* Your goal *
Find the string "model" in the records. Copy every line it appears in.

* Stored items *
————————
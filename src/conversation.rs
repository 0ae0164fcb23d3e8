//! Conversation types
//!
//! Messages, roles, and tool calls in the OpenAI chat-completions wire shape.
//! These types are serialized directly into model requests, so optional
//! fields are skipped when absent and a `null` content deserializes to an
//! empty string (assistant turns that carry only tool calls).

use chrono::{DateTime, Utc};
use serde::{Deserialize, Deserializer, Serialize};

/// The role of a message sender in a conversation.
#[derive(Debug, Clone, Copy, Serialize, Deserialize, PartialEq, Eq, Hash)]
#[serde(rename_all = "lowercase")]
pub enum Role {
    /// System prompts and instructions; at most one per conversation, first
    System,
    /// Messages from the user
    User,
    /// Messages from the model
    Assistant,
    /// Results from tool executions
    Tool,
}

impl std::fmt::Display for Role {
    fn fmt(&self, f: &mut std::fmt::Formatter<'_>) -> std::fmt::Result {
        match self {
            Role::System => write!(f, "system"),
            Role::User => write!(f, "user"),
            Role::Assistant => write!(f, "assistant"),
            Role::Tool => write!(f, "tool"),
        }
    }
}

/// A single message in a conversation.
///
/// Invariant: a `Tool`-role message's `tool_call_id` must match the `id` of a
/// tool call on an earlier assistant message in the same retained window.
/// Compaction preserves this pairing by only ever splitting the history at
/// user-message boundaries.
#[derive(Debug, Clone, Serialize, Deserialize)]
pub struct Message {
    /// The role of the message sender
    pub role: Role,
    /// Text content; empty when an assistant turn carries only tool calls
    #[serde(default, deserialize_with = "null_as_empty")]
    pub content: String,
    /// Tool name, for `Tool`-role messages
    #[serde(skip_serializing_if = "Option::is_none")]
    pub name: Option<String>,
    /// ID of the tool call this message is responding to
    #[serde(skip_serializing_if = "Option::is_none")]
    pub tool_call_id: Option<String>,
    /// Tool calls requested by the model, in execution order
    #[serde(skip_serializing_if = "Option::is_none")]
    pub tool_calls: Option<Vec<ToolCall>>,
    /// When this message was created
    #[serde(skip_serializing_if = "Option::is_none")]
    pub timestamp: Option<DateTime<Utc>>,
}

fn null_as_empty<'de, D>(deserializer: D) -> std::result::Result<String, D::Error>
where
    D: Deserializer<'de>,
{
    Ok(Option::<String>::deserialize(deserializer)?.unwrap_or_default())
}

impl Message {
    /// Create a new system message.
    pub fn system(content: &str) -> Self {
        Self {
            role: Role::System,
            content: content.to_string(),
            name: None,
            tool_call_id: None,
            tool_calls: None,
            timestamp: None,
        }
    }

    /// Create a new user message.
    pub fn user(content: &str) -> Self {
        Self {
            role: Role::User,
            content: content.to_string(),
            name: None,
            tool_call_id: None,
            tool_calls: None,
            timestamp: None,
        }
    }

    /// Create a new assistant message.
    pub fn assistant(content: &str) -> Self {
        Self {
            role: Role::Assistant,
            content: content.to_string(),
            name: None,
            tool_call_id: None,
            tool_calls: None,
            timestamp: None,
        }
    }

    /// Create an assistant message carrying tool calls.
    pub fn assistant_with_tools(content: &str, tool_calls: Vec<ToolCall>) -> Self {
        Self {
            role: Role::Assistant,
            content: content.to_string(),
            name: None,
            tool_call_id: None,
            tool_calls: Some(tool_calls),
            timestamp: None,
        }
    }

    /// Create a tool result message paired to the originating call.
    ///
    /// # Arguments
    /// * `tool_call_id` - ID of the tool call this responds to
    /// * `name` - Name of the tool that produced the result
    /// * `content` - Tool output text
    pub fn tool_result(tool_call_id: &str, name: &str, content: &str) -> Self {
        Self {
            role: Role::Tool,
            content: content.to_string(),
            name: Some(name.to_string()),
            tool_call_id: Some(tool_call_id.to_string()),
            tool_calls: None,
            timestamp: None,
        }
    }

    /// Stamp this message with a creation time.
    pub fn with_timestamp(mut self, ts: DateTime<Utc>) -> Self {
        self.timestamp = Some(ts);
        self
    }

    /// Check if this message carries any tool calls.
    pub fn has_tool_calls(&self) -> bool {
        self.tool_calls
            .as_ref()
            .map(|tc| !tc.is_empty())
            .unwrap_or(false)
    }

    /// Check if this is a tool result message.
    pub fn is_tool_result(&self) -> bool {
        self.role == Role::Tool && self.tool_call_id.is_some()
    }
}

/// A single function invocation requested by the model.
#[derive(Debug, Clone, Serialize, Deserialize)]
pub struct ToolCall {
    /// Unique identifier for this tool call
    pub id: String,
    /// Type tag (always "function" on the current wire format)
    #[serde(rename = "type")]
    pub kind: String,
    /// Function name and serialized arguments
    pub function: FunctionCall,
}

/// Function name plus raw JSON arguments of a tool call.
#[derive(Debug, Clone, Serialize, Deserialize)]
pub struct FunctionCall {
    /// Name of the function to call
    pub name: String,
    /// JSON-encoded arguments
    pub arguments: String,
}

impl ToolCall {
    /// Create a new function-type tool call.
    pub fn function(id: &str, name: &str, arguments: &str) -> Self {
        Self {
            id: id.to_string(),
            kind: "function".to_string(),
            function: FunctionCall {
                name: name.to_string(),
                arguments: arguments.to_string(),
            },
        }
    }
}

#[cfg(test)]
mod tests {
    use super::*;

    #[test]
    fn test_message_constructors() {
        let msg = Message::user("Hello");
        assert_eq!(msg.role, Role::User);
        assert_eq!(msg.content, "Hello");
        assert!(msg.tool_calls.is_none());
        assert!(msg.tool_call_id.is_none());

        let msg = Message::system("You are helpful");
        assert_eq!(msg.role, Role::System);

        let msg = Message::assistant("Hi there");
        assert_eq!(msg.role, Role::Assistant);
    }

    #[test]
    fn test_tool_result_pairing() {
        let msg = Message::tool_result("call_123", "search_records", "3 rows");
        assert_eq!(msg.role, Role::Tool);
        assert_eq!(msg.tool_call_id.as_deref(), Some("call_123"));
        assert_eq!(msg.name.as_deref(), Some("search_records"));
        assert!(msg.is_tool_result());
    }

    #[test]
    fn test_assistant_with_tools() {
        let call = ToolCall::function("call_1", "list_objects", "{}");
        let msg = Message::assistant_with_tools("", vec![call]);
        assert!(msg.has_tool_calls());
        assert_eq!(msg.tool_calls.as_ref().unwrap()[0].kind, "function");
    }

    #[test]
    fn test_role_serde() {
        let json = serde_json::to_string(&Role::Tool).unwrap();
        assert_eq!(json, r#""tool""#);
        let parsed: Role = serde_json::from_str(r#""assistant""#).unwrap();
        assert_eq!(parsed, Role::Assistant);
    }

    #[test]
    fn test_serialization_skips_none() {
        let msg = Message::user("Hello");
        let json = serde_json::to_string(&msg).unwrap();
        assert!(!json.contains("tool_calls"));
        assert!(!json.contains("tool_call_id"));
        assert!(!json.contains("name"));
        assert!(!json.contains("timestamp"));
    }

    #[test]
    fn test_null_content_deserializes_empty() {
        let json = r#"{"role":"assistant","content":null,"tool_calls":[
            {"id":"call_1","type":"function","function":{"name":"get_record","arguments":"{\"id\":7}"}}
        ]}"#;
        let msg: Message = serde_json::from_str(json).unwrap();
        assert_eq!(msg.content, "");
        assert!(msg.has_tool_calls());
        assert_eq!(
            msg.tool_calls.as_ref().unwrap()[0].function.arguments,
            r#"{"id":7}"#
        );
    }

    #[test]
    fn test_missing_content_deserializes_empty() {
        let json = r#"{"role":"assistant"}"#;
        let msg: Message = serde_json::from_str(json).unwrap();
        assert_eq!(msg.content, "");
        assert!(!msg.has_tool_calls());
    }

    #[test]
    fn test_timestamp_roundtrip() {
        let msg = Message::user("hi").with_timestamp(chrono::Utc::now());
        let json = serde_json::to_string(&msg).unwrap();
        let parsed: Message = serde_json::from_str(&json).unwrap();
        assert!(parsed.timestamp.is_some());
    }
}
————————
* Response area *
//! These types are serialized directly into model requests, so optional
    /// Messages from the model
    /// Tool calls requested by the model, in execution order
/// A single function invocation requested by the model.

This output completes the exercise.